2011–12: Boring of the 11.215 km (7-mile) long Pir Panjal Railway Tunnel, known informally as the Banihal–Qazigund tunnel, is completed in October 2011. This was a crucial and extremely challenging project and its completion is hailed as an achievement. Tracks are laid during the following year, and a trial run begins on 28 December 2012. This means the line northward from Banihal (to Qazigund and on to Baramulla) is ready, but not the southward stretch towards the rest of India. Eight years after the contract to design and build the world's tallest rail bridge was awarded to Afcons Infrastructure Limited, excavation of the foundations of the  bridge across the Chenab River begins. The construction of all tunnels between Udhampur and Katra, including the T1 Tunnel which had seepage problem, was completed.

2013: The Pir Panjal Railway Tunnel and Banihal station are opened. Trains can now run northward from Banihal on Jammu side through the tunnel to Qazigund on the Kashmir side and there onwards up to Baramulla. However, the southward connection to the rest of India is still incomplete. On 9 December 2013, a trial train reaches Katra from the Udhampur side, marking an engineering achievement on the southern side.

2014: On 11 June, a (second?) trial train from Delhi arrives in anticipation of the opening of the Udhampur–Katra line, which will connect Katra to the rest of the country. On 4 July, the Udhampur-Katra line is opened and the Katra railway station is inaugurated. Commercial railway services now exist from the rest of India up to Katra, and also from Banihal all the way north to Baramulla, but the stretch from Katra to Banihal, an extremely challenging stretch, as described below, remains unfinished.

2018: On 8 November 2018, the Central Government approves extension of railway line northward from Baramulla to Kupwara. It may be recollected that the project had been proposed in the mid-2000s and a survey had been carried out in 2009.
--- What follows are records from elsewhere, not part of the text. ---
//! Error types for armonik-worker.

use thiserror::Error;

/// Main error type for all worker operations.
#[derive(Debug, Error)]
pub enum WorkerError {
    /// A size header is missing, not hexadecimal, or declares more bytes than remain.
    #[error("Malformed frame: {0}")]
    MalformedFrame(String),

    /// A text field (method name, data dependency) is not valid UTF-8.
    #[error("Invalid encoding: {0}")]
    InvalidEncoding(String),

    /// The handler failed after a successful decode.
    #[error("Processing error: {0}")]
    Processing(String),

    /// No handler registered for the requested method name.
    #[error("Handler not found for method: {0}")]
    HandlerNotFound(String),

    /// Invalid or unreadable configuration.
    #[error("Configuration error: {0}")]
    Config(String),

    /// I/O error (configuration files, result sinks).
    #[error("I/O error: {0}")]
    Io(#[from] std::io::Error),

    /// JSON error (configuration files).
    #[error("JSON error: {0}")]
    Json(#[from] serde_json::Error),

    /// MsgPack serialization error.
    #[error("MsgPack encode error: {0}")]
    MsgPackEncode(#[from] rmp_serde::encode::Error),

    /// MsgPack deserialization error.
    #[error("MsgPack decode error: {0}")]
    MsgPackDecode(#[from] rmp_serde::decode::Error),
}

/// Coarse classification used in task statuses.
#[derive(Debug, Clone, Copy, PartialEq, Eq)]
pub enum ErrorKind {
    /// Framing violation in the payload.
    MalformedFrame,
    /// Non UTF-8 text field.
    InvalidEncoding,
    /// Anything that went wrong after the payload was decoded.
    Processing,
}

impl WorkerError {
    /// Classify this error.
    pub fn kind(&self) -> ErrorKind {
        match self {
            WorkerError::MalformedFrame(_) => ErrorKind::MalformedFrame,
            WorkerError::InvalidEncoding(_) => ErrorKind::InvalidEncoding,
            _ => ErrorKind::Processing,
        }
    }

    /// Whether this error comes from decoding the payload.
    pub fn is_decode_error(&self) -> bool {
        matches!(
            self.kind(),
            ErrorKind::MalformedFrame | ErrorKind::InvalidEncoding
        )
    }
}

/// Result type alias using WorkerError.
pub type Result<T> = std::result::Result<T, WorkerError>;
//! Handler registry for dispatching requests by method name.
//!
//! # Example
//!
//! ```
//! use armonik_worker::handler::HandlerRegistry;
//! use bytes::Bytes;
//!
//! let mut registry = HandlerRegistry::new();
//!
//! registry.register("reverse", |request, _ctx| async move {
//!     let mut out = request.arguments().to_vec();
//!     out.reverse();
//!     Ok(Bytes::from(out))
//! });
//!
//! registry.register_typed("add_ints", |(a, b): (i32, i32), _ctx| async move {
//!     Ok(a + b)
//! });
//!
//! assert_eq!(registry.names(), ["add_ints", "reverse"]);
//! ```

use std::collections::BTreeMap;
use std::future::Future;
use std::marker::PhantomData;
use std::pin::Pin;

use bytes::Bytes;
use serde::de::DeserializeOwned;
use serde::Serialize;

use super::TaskContext;
use crate::codec::MsgPackCodec;
use crate::error::{Result, WorkerError};
use crate::protocol::Request;

/// Result type for handler functions: the bytes to send as the task result.
pub type HandlerResult = Result<Bytes>;

/// Boxed future for handler results.
pub type BoxFuture<'a, T> = Pin<Box<dyn Future<Output = T> + Send + 'a>>;

/// Trait for task handlers.
pub trait Handler: Send + Sync + 'static {
    /// Run the operation for a decoded request.
    fn call(&self, request: Request, ctx: TaskContext) -> BoxFuture<'static, HandlerResult>;
}

/// Adapter for closures taking the raw `Request`.
pub struct FnHandler<F, Fut>
where
    F: Fn(Request, TaskContext) -> Fut + Send + Sync + 'static,
    Fut: Future<Output = HandlerResult> + Send + 'static,
{
    handler: F,
    _phantom: PhantomData<fn() -> Fut>,
}

impl<F, Fut> FnHandler<F, Fut>
where
    F: Fn(Request, TaskContext) -> Fut + Send + Sync + 'static,
    Fut: Future<Output = HandlerResult> + Send + 'static,
{
    /// Wrap a closure.
    pub fn new(handler: F) -> Self {
        Self {
            handler,
            _phantom: PhantomData,
        }
    }
}

impl<F, Fut> Handler for FnHandler<F, Fut>
where
    F: Fn(Request, TaskContext) -> Fut + Send + Sync + 'static,
    Fut: Future<Output = HandlerResult> + Send + 'static,
{
    fn call(&self, request: Request, ctx: TaskContext) -> BoxFuture<'static, HandlerResult> {
        Box::pin((self.handler)(request, ctx))
    }
}

/// Wrapper that decodes MsgPack arguments and encodes the MsgPack result.
pub struct TypedHandler<F, T, R, Fut>
where
    F: Fn(T, TaskContext) -> Fut + Send + Sync + 'static,
    T: DeserializeOwned + Send + 'static,
    R: Serialize + Send + 'static,
    Fut: Future<Output = Result<R>> + Send + 'static,
{
    handler: F,
    _phantom: PhantomData<fn(T) -> Fut>,
}

impl<F, T, R, Fut> TypedHandler<F, T, R, Fut>
where
    F: Fn(T, TaskContext) -> Fut + Send + Sync + 'static,
    T: DeserializeOwned + Send + 'static,
    R: Serialize + Send + 'static,
    Fut: Future<Output = Result<R>> + Send + 'static,
{
    /// Create a new typed handler.
    pub fn new(handler: F) -> Self {
        Self {
            handler,
            _phantom: PhantomData,
        }
    }
}

impl<F, T, R, Fut> Handler for TypedHandler<F, T, R, Fut>
where
    F: Fn(T, TaskContext) -> Fut + Send + Sync + 'static,
    T: DeserializeOwned + Send + 'static,
    R: Serialize + Send + 'static,
    Fut: Future<Output = Result<R>> + Send + 'static,
{
    fn call(&self, request: Request, ctx: TaskContext) -> BoxFuture<'static, HandlerResult> {
        let args: T = match MsgPackCodec::decode(request.arguments()) {
            Ok(v) => v,
            Err(e) => return Box::pin(async move { Err(e) }),
        };

        let fut = (self.handler)(args, ctx);
        Box::pin(async move {
            let output = fut.await?;
            Ok(Bytes::from(MsgPackCodec::encode(&output)?))
        })
    }
}

/// Baseline handler: the task result is the original payload, unchanged.
#[derive(Debug, Clone, Copy, Default)]
pub struct EchoHandler;

impl Handler for EchoHandler {
    fn call(&self, _request: Request, ctx: TaskContext) -> BoxFuture<'static, HandlerResult> {
        let payload = ctx.payload().clone();
        Box::pin(async move { Ok(payload) })
    }
}

/// Registry mapping method names to handlers.
#[derive(Default)]
pub struct HandlerRegistry {
    handlers: BTreeMap<String, Box<dyn Handler>>,
}

impl HandlerRegistry {
    /// Create a new empty registry.
    pub fn new() -> Self {
        Self::default()
    }

    /// Register a handler working on the raw request.
    ///
    /// Registering a name twice replaces the earlier handler.
    pub fn register<F, Fut>(&mut self, name: &str, handler: F)
    where
        F: Fn(Request, TaskContext) -> Fut + Send + Sync + 'static,
        Fut: Future<Output = HandlerResult> + Send + 'static,
    {
        self.register_handler(name, FnHandler::new(handler));
    }

    /// Register a handler with MsgPack-typed arguments and result.
    pub fn register_typed<F, T, R, Fut>(&mut self, name: &str, handler: F)
    where
        F: Fn(T, TaskContext) -> Fut + Send + Sync + 'static,
        T: DeserializeOwned + Send + 'static,
        R: Serialize + Send + 'static,
        Fut: Future<Output = Result<R>> + Send + 'static,
    {
        self.register_handler(name, TypedHandler::new(handler));
    }

    /// Register any [`Handler`] implementation.
    pub fn register_handler<H: Handler>(&mut self, name: &str, handler: H) {
        if self
            .handlers
            .insert(name.to_string(), Box::new(handler))
            .is_some()
        {
            tracing::debug!("Replaced handler for method {}", name);
        }
    }

    /// Get a handler by method name.
    pub fn get_handler(&self, name: &str) -> Option<&dyn Handler> {
        self.handlers.get(name).map(|h| h.as_ref())
    }

    /// Check whether a method is registered.
    pub fn contains(&self, name: &str) -> bool {
        self.handlers.contains_key(name)
    }

    /// Registered method names, sorted.
    pub fn names(&self) -> Vec<&str> {
        self.handlers.keys().map(String::as_str).collect()
    }

    /// Number of registered methods.
    pub fn len(&self) -> usize {
        self.handlers.len()
    }

    /// Check if the registry is empty.
    pub fn is_empty(&self) -> bool {
        self.handlers.is_empty()
    }

    /// Dispatch a request to the handler registered for its method name.
    ///
    /// # Errors
    ///
    /// `HandlerNotFound` if no handler is registered, otherwise whatever the
    /// handler returns.
    pub async fn dispatch(&self, request: Request, ctx: TaskContext) -> HandlerResult {
        let handler = self
            .get_handler(request.method_name())
            .ok_or_else(|| WorkerError::HandlerNotFound(request.method_name().to_string()))?;

        handler.call(request, ctx).await
    }
}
2019: Status as of July 2019 is as follows: All portions of the track are ready except for the link between Katra and Banihal. This stretch of track is only 111 km long, but as much as 97.34 km of this is made up of tunnels. There will also be 27 major bridges (mostly connecting one tunnel to another tunnel) and 10 minor bridges along this length. Among these bridges will be one built across the deep gorge of the Chenab river near the Salal hydro-electric dam. This bridge of steel arches will be 1315 metres long and will stand at a height of 359 metres from the ground, which is 35 metres more than the height of the Eiffel tower. The project, which also encompasses 203 km of access roads, is expected to be ready by 2021.

April 2021: The main Arch of the Chenab Bridge (near Salal dam) is completed and closed on 5 April 2021. Now construction of structures like tracks, side railings, girders and access amenities on top of the arch bridge will begin.

Mar 2022: The piers on the top of the main Arch are ready. Launching the girders has started.

Progress

The railway line is divided into four sections:

 Leg 0, running 53 km from Jammu to Udhampur and completed in April 2005.

 Leg 1, running 25 km from Udhampur to Katra. The section was completed on 4 July 2014.

 Leg 2, running 111 km from Katra to Banihal section has total tunnels 35 ie 27 main and 8 escape. This under construction section is expected to be completed by nov-dec 2023.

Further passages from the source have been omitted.